§ WHAT IS BEING ASKED
Pull every line with "SignupConfig" from the data below and copy it.

Data items:
+ + +
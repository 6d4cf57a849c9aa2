//! Type definitions for medicare_signup
//!
//! Shared configuration models and startup errors used throughout the crate.

use std::time::Duration;
use thiserror::Error;

/// Configuration errors
#[derive(Debug, Error, PartialEq)]
pub enum ConfigError {
    #[error("Invalid value for {key}: {value}")]
    InvalidValue {
        key: String,
        value: String,
    },

    #[error("Configuration error: {0}")]
    Invalid(String),
}

/// Complete signup configuration
#[derive(Debug, Clone, PartialEq)]
pub struct SignupConfig {
    /// Clinic name used in the welcome message
    pub clinic_name: String,
    /// Artificial delay of the simulated gateway
    pub submit_delay: Duration,
    /// How long error banners stay visible
    pub error_dismiss_after: Duration,
    /// Delay before the UI navigates to the login page
    pub redirect_delay: Duration,
    pub login_url: String,
}

impl Default for SignupConfig {
    fn default() -> Self {
        Self {
            clinic_name: "MediCare".to_string(),
            submit_delay: Duration::from_millis(2000),
            error_dismiss_after: Duration::from_millis(6000),
            redirect_delay: Duration::from_millis(2000),
            login_url: "login.html".to_string(),
        }
    }
}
+ + +
§ RESULT OF THIS TASK
pub struct SignupConfig {
impl Default for SignupConfig {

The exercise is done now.